Transform it into a ratio, difference, or rate of change.
## Normalization
After computing features, normalize them so that all features have comparable
scales. This is critical for distance-based models (KNN, SVM) and helpful for
tree models.
| Method | Formula | When to Use |
|--------|---------|-------------|
| Z-score | `(x - mean) / std` | Gaussian-like distributions |
| Min-max | `(x - min) / (max - min)` | Bounded features (RSI, BB position) |
| Rank | `rank(x) / len(x)` | Heavy-tailed distributions |
**Critical**: Use **rolling** statistics for normalization.

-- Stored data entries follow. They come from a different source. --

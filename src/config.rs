//! Configuration loading with env-var overrides.
//!
//! Reads `config/default.toml` (or the `-f` path), then layers the
//! environment on top: secrets (`TELEGRAM_BOT_TOKEN`, `LLM_API_KEY`) only ever
//! come from env, `DATABASE_URL` and `LEXICON_LOG_LEVEL` override the TOML.

use std::{env, fs, path::Path};

use serde::Deserialize;

use crate::error::AppError;
use crate::subsystems::cron::ScheduleSpec;
use crate::words::resolver::MAX_ATTEMPTS;

pub const DEFAULT_CONFIG_PATH: &str = "config/default.toml";

/// OpenAI / OpenAI-compatible provider configuration.
/// Populated from `[llm.openai]` in the TOML.
#[derive(Debug, Clone)]
pub struct OpenAiConfig {
    /// Full chat completions endpoint URL.
    pub api_base_url: String,
    /// Model name passed in the request body.
    pub model: String,
    pub temperature: f32,
    /// Per-request HTTP timeout in seconds.
    pub timeout_seconds: u64,
}

/// LLM configuration.
#[derive(Debug, Clone)]
pub struct LlmConfig {
    /// Which provider is active (`"openai"` or `"dummy"`).
    /// Maps to `default` in `[llm]` TOML.
    pub provider: String,
    pub openai: OpenAiConfig,
}

/// Word generation settings (`[words]`).
#[derive(Debug, Clone)]
pub struct WordsConfig {
    /// Generation attempts per resolve before giving up.
    pub max_attempts: usize,
}

/// Daily broadcast scheduling (`[schedule]`).
#[derive(Debug, Clone)]
pub struct ScheduleConfig {
    pub enabled: bool,
    pub spec: ScheduleSpec,
    /// Fire one broadcast immediately when the scheduler starts.
    pub run_on_start: bool,
}

/// Fully-resolved configuration.
#[derive(Debug, Clone)]
pub struct Config {
    pub bot_name: String,
    pub log_level: String,
    /// SQLite location, `sqlite://path`, `sqlite:path` or a bare path.
    pub database_url: String,
    /// From `TELEGRAM_BOT_TOKEN`. Never sourced from TOML.
    pub telegram_bot_token: String,
    pub llm: LlmConfig,
    /// From `LLM_API_KEY`. Never sourced from TOML.
    pub llm_api_key: Option<String>,
    pub words: WordsConfig,
    pub schedule: ScheduleConfig,
}

/// Values taken from the process environment.
///
/// Collected once by [`EnvOverrides::from_env`]; tests build it directly
/// instead of mutating env vars.
#[derive(Debug, Clone, Default)]
pub struct EnvOverrides {
    pub log_level: Option<String>,
    pub database_url: Option<String>,
    pub telegram_bot_token: Option<String>,
    pub llm_api_key: Option<String>,
}

impl EnvOverrides {
    pub fn from_env() -> Self {
        let var = |name: &str| env::var(name).ok().filter(|v| !v.trim().is_empty());
        Self {
            log_level: var("LEXICON_LOG_LEVEL"),
            database_url: var("DATABASE_URL"),
            telegram_bot_token: var("TELEGRAM_BOT_TOKEN"),
            llm_api_key: var("LLM_API_KEY"),
        }
    }
}

/// Raw TOML shape — `serde` target before resolution.
#[derive(Deserialize)]
struct RawConfig {
    bot: RawBot,
    #[serde(default)]
    database: RawDatabase,
    #[serde(default)]
    llm: RawLlm,
    #[serde(default)]
    words: RawWords,
    #[serde(default)]
    schedule: RawSchedule,
}

#[derive(Deserialize)]
struct RawBot {
    #[serde(default = "default_bot_name")]
    name: String,
    #[serde(default = "default_log_level")]
    log_level: String,
}

#[derive(Deserialize, Default)]
struct RawDatabase {
    #[serde(default)]
    url: Option<String>,
}

#[derive(Deserialize)]
struct RawLlm {
    #[serde(rename = "default", default = "default_llm_provider")]
    provider: String,
    #[serde(default)]
    openai: RawOpenAiConfig,
}

impl Default for RawLlm {
    fn default() -> Self {
        Self { provider: default_llm_provider(), openai: RawOpenAiConfig::default() }
    }
}

#[derive(Deserialize)]
struct RawOpenAiConfig {
    #[serde(default = "default_openai_api_base_url")]
    api_base_url: String,
    #[serde(default = "default_openai_model")]
    model: String,
    #[serde(default = "default_openai_temperature")]
    temperature: f32,
    #[serde(default = "default_openai_timeout_seconds")]
    timeout_seconds: u64,
}

impl Default for RawOpenAiConfig {
    fn default() -> Self {
        Self {
            api_base_url: default_openai_api_base_url(),
            model: default_openai_model(),
            temperature: default_openai_temperature(),
            timeout_seconds: default_openai_timeout_seconds(),
        }
    }
}

#[derive(Deserialize)]
struct RawWords {
    #[serde(default = "default_max_attempts")]
    max_attempts: usize,
}

impl Default for RawWords {
    fn default() -> Self {
        Self { max_attempts: default_max_attempts() }
    }
}

#[derive(Deserialize)]
struct RawSchedule {
    #[serde(default = "default_true")]
    enabled: bool,
    /// `"HH:MM"`, UTC.
    #[serde(default)]
    daily_at: Option<String>,
    #[serde(default)]
    every_secs: Option<u64>,
    #[serde(default)]
    run_on_start: bool,
}

impl Default for RawSchedule {
    fn default() -> Self {
        Self { enabled: true, daily_at: None, every_secs: None, run_on_start: false }
    }
}

fn default_bot_name() -> String { "lexicon".to_string() }
fn default_log_level() -> String { "info".to_string() }
fn default_llm_provider() -> String { "openai".to_string() }
fn default_openai_api_base_url() -> String { "https://openrouter.ai/api/v1/chat/completions".to_string() }
fn default_openai_model() -> String { "google/gemma-3n-e4b-it:free".to_string() }
fn default_openai_temperature() -> f32 { 0.9 }
fn default_openai_timeout_seconds() -> u64 { 60 }
fn default_max_attempts() -> usize { MAX_ATTEMPTS }
fn default_daily_at() -> &'static str { "09:00" }
fn default_true() -> bool { true }

/// Load config from `path` (default `config/default.toml`) with the process
/// environment layered on top.
pub fn load(path: Option<&str>) -> Result<Config, AppError> {
    let path = Path::new(path.unwrap_or(DEFAULT_CONFIG_PATH));
    load_from(path, &EnvOverrides::from_env())
}

/// Internal loader — accepts an explicit path and env values.
pub fn load_from(path: &Path, env: &EnvOverrides) -> Result<Config, AppError> {
    let raw = fs::read_to_string(path)
        .map_err(|e| AppError::Config(format!("cannot read {}: {e}", path.display())))?;

    let parsed: RawConfig = toml::from_str(&raw)
        .map_err(|e| AppError::Config(format!("parse error in {}: {e}", path.display())))?;

    let database_url = env
        .database_url
        .clone()
        .or(parsed.database.url)
        .filter(|u| !u.trim().is_empty())
        .ok_or_else(|| AppError::Config("DATABASE_URL is not set".into()))?;

    let telegram_bot_token = env
        .telegram_bot_token
        .clone()
        .ok_or_else(|| AppError::Config("TELEGRAM_BOT_TOKEN is not set".into()))?;

    if parsed.llm.provider != "dummy" && env.llm_api_key.is_none() {
        return Err(AppError::Config(format!(
            "LLM_API_KEY is not set (required by provider '{}')",
            parsed.llm.provider
        )));
    }

    crate::logger::parse_level(&parsed.bot.log_level)
        .map_err(|e| AppError::Config(format!("bot.log_level: {e}")))?;

    if parsed.words.max_attempts == 0 {
        return Err(AppError::Config("words.max_attempts must be > 0".into()));
    }

    let schedule = resolve_schedule(parsed.schedule)?;

    Ok(Config {
        bot_name: parsed.bot.name,
        log_level: env.log_level.clone().unwrap_or(parsed.bot.log_level),
        database_url,
        telegram_bot_token,
        llm: LlmConfig {
            provider: parsed.llm.provider,
            openai: OpenAiConfig {
                api_base_url: parsed.llm.openai.api_base_url,
                model: parsed.llm.openai.model,
                temperature: parsed.llm.openai.temperature,
                timeout_seconds: parsed.llm.openai.timeout_seconds,
            },
        },
        llm_api_key: env.llm_api_key.clone(),
        words: WordsConfig { max_attempts: parsed.words.max_attempts },
        schedule,
    })
}

fn resolve_schedule(raw: RawSchedule) -> Result<ScheduleConfig, AppError> {
    let spec = match (raw.daily_at.as_deref(), raw.every_secs) {
        (Some(_), Some(_)) => {
            return Err(AppError::Config(
                "schedule: set either daily_at or every_secs, not both".into(),
            ));
        }
        (_, Some(0)) => {
            return Err(AppError::Config("schedule.every_secs must be > 0".into()));
        }
        (None, Some(every_secs)) => ScheduleSpec::Interval { every_secs },
        (daily_at, None) => parse_daily_at(daily_at.unwrap_or(default_daily_at()))?,
    };
    Ok(ScheduleConfig { enabled: raw.enabled, spec, run_on_start: raw.run_on_start })
}

/// Parse `"HH:MM"` (24-hour, UTC) into a daily schedule.
pub fn parse_daily_at(s: &str) -> Result<ScheduleSpec, AppError> {
    let bad = || AppError::Config(format!("schedule.daily_at must be HH:MM, got '{s}'"));
    let (h, m) = s.trim().split_once(':').ok_or_else(bad)?;
    let hour: u32 = h.parse().map_err(|_| bad())?;
    let minute: u32 = m.parse().map_err(|_| bad())?;
    if hour > 23 || minute > 59 {
        return Err(bad());
    }
    Ok(ScheduleSpec::Daily { hour, minute })
}
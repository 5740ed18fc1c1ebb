//! Long-running parts of the bot and the service they share.

pub mod comms;
pub mod cron;
pub mod lexicon;
pub mod runtime;
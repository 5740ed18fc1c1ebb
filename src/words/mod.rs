//! Vocabulary words: generation, parsing, and the unique-word resolver.

pub mod generator;
pub mod resolver;

pub use generator::{GenerateError, WordGenerator, parse_word_reply};
pub use resolver::{ResolveError, WordResolver};

/// One generated word with its meaning and a usage example.
#[derive(Debug, Clone, PartialEq, Eq)]
pub struct WordEntry {
    pub word: String,
    pub meaning: String,
    pub example: String,
}

impl WordEntry {
    pub fn new(word: impl Into<String>, meaning: impl Into<String>, example: impl Into<String>) -> Self {
        Self { word: word.into(), meaning: meaning.into(), example: example.into() }
    }

    /// Render the chat message sent to users under `heading`.
    pub fn to_message(&self, heading: &str) -> String {
        format!(
            "📘 {heading}\n\n🔤 Word: {}\n\n📖 Meaning: {}\n\n📝 Example: {}",
            self.word, self.meaning, self.example
        )
    }
}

Never use full-sample
mean/std — that introduces lookahead bias.
```python
# CORRECT: rolling z-score
z = (feature - feature.rolling(60).mean()) / feature.rolling(60).std()
# WRONG: full-sample z-score (lookahead bias!)
z = (feature - feature.mean()) / feature.std()
```
## No-Lookahead Guarantee
The most dangerous bug in trading ML is lookahead bias — using future information
to compute features or targets. Follow these rules absolutely:
1. **Rolling calculations only**: Never use `.mean()` or `.std()` on the full
series. Always use `.rolling(N).mean()`.
2. **Shift targets forward, not features backward**: The target is
`close.shift(-N) / close - 1` (future return), not `close / close.shift(N) - 1`
(past return used as target).
3. **No future index alignment**: When joining feature and target DataFrames,
verify that feature row `t` is paired with target row `t` (where target already
contains the forward shift).
4. **Train/test split by time**: Never random split. Always
`train = data[:split_idx]`, `test = data[split_idx:]`.
## Feature Selection
After computing many features, select the most predictive and least redundant:
### Step 1: Remove Low-Variance Features
```python
from sklearn.feature_selection import VarianceThreshold
selector = VarianceThreshold(threshold=0.01)
X_filtered = selector.fit_transform(X)
```
### Step 2: Correlation Filter
Remove features with > 0.9 correlation to another feature (keep the one with
higher target correlation):
```python
corr_matrix = X.corr().abs()
upper = corr_matrix.where(np.triu(np.ones(corr_matrix.shape), k=1).astype(bool))
to_drop = [col for col in upper.columns if any(upper[col] > 0.9)]
```
### Step 3: Feature Importance
Train a random forest and rank by importance:
```python
from sklearn.ensemble import RandomForestClassifier
rf = RandomForestClassifier(n_estimators=100, random_state=42)
rf.fit(X_train, y_train)
importances = pd.Series(rf.feature_importances_, index=X.columns).sort_values(ascending=False)
```
### Step 4: Mutual Information
Non-linear alternative to correlation:
```python
from sklearn.feature_selection import mutual_info_classif
mi = mutual_info_classif(X_train, y_train, random_state=42)
mi_scores = pd.Series(mi, index=X.columns).sort_values(ascending=False)
```
## Label Creation
Labels (targets) define what the model learns to predict.
### Binary Classification
```python
forward_return = close.shift(-N) / close - 1
label = (forward_return > threshold).astype(int) # 1 = up, 0 = not up
```
Typical thresholds: 1% for 1h bars, 3% for 4h bars, 5% for daily bars.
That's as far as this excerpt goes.